WORK INSTRUCTIONS
Exactly the lines from the opening of the data through the line containing "pub fn take(&self) -> Vec<Request>" should be reproduced, please, with nothing added.

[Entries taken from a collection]

== == ==

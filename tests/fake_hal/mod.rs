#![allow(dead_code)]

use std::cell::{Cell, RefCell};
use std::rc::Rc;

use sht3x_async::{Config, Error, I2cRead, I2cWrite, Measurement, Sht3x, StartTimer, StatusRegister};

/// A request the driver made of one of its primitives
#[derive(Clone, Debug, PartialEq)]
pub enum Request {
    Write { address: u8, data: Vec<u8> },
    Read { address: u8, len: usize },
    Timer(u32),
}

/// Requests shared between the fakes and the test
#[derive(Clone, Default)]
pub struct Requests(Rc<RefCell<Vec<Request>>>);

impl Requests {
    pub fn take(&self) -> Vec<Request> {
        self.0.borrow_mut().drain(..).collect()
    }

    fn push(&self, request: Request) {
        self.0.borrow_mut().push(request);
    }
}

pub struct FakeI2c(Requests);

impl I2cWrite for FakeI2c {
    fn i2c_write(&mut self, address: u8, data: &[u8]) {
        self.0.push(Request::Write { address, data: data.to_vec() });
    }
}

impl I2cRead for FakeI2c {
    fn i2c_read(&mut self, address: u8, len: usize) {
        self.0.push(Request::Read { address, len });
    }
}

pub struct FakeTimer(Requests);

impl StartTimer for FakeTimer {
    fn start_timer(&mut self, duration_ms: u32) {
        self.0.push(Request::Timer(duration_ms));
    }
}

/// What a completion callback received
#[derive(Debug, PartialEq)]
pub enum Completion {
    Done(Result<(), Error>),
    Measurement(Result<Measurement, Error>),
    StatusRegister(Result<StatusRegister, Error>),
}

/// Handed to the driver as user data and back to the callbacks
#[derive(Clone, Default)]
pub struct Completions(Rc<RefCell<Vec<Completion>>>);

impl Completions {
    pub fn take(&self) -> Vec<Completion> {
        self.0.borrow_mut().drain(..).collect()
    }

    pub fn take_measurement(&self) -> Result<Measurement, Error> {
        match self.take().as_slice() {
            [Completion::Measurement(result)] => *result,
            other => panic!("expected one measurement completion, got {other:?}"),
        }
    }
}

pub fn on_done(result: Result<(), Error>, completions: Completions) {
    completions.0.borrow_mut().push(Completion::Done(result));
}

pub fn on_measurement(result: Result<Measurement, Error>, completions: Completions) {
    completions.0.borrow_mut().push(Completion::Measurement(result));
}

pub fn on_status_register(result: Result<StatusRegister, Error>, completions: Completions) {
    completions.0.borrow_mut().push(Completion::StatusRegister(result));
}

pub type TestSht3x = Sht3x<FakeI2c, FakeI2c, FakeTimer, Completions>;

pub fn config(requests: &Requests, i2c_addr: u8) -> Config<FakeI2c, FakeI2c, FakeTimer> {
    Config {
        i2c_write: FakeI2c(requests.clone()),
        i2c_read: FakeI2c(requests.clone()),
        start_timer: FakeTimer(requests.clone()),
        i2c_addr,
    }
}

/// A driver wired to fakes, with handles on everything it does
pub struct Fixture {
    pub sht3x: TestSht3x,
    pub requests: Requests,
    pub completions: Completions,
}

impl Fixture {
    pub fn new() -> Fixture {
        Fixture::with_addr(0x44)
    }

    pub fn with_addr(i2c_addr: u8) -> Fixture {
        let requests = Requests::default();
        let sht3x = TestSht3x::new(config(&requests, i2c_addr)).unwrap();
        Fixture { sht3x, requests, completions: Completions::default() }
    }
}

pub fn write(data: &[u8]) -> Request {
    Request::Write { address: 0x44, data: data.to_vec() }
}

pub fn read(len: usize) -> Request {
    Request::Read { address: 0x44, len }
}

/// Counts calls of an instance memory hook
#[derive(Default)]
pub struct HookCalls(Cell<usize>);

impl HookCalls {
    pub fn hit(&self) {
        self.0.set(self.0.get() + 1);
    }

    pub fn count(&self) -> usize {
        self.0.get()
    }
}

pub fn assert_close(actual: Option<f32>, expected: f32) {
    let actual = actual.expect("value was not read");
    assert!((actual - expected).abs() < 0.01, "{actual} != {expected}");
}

== == ==

RESPONSE FOR THIS EXERCISE
filename tests/fake_hal/mod.rs
#![allow(dead_code)]

use std::cell::{Cell, RefCell};
use std::rc::Rc;

use sht3x_async::{Config, Error, I2cRead, I2cWrite, Measurement, Sht3x, StartTimer, StatusRegister};

/// A request the driver made of one of its primitives
#[derive(Clone, Debug, PartialEq)]
pub enum Request {
    Write { address: u8, data: Vec<u8> },
    Read { address: u8, len: usize },
    Timer(u32),
}

/// Requests shared between the fakes and the test
#[derive(Clone, Default)]
pub struct Requests(Rc<RefCell<Vec<Request>>>);

impl Requests {
    pub fn take(&self) -> Vec<Request> {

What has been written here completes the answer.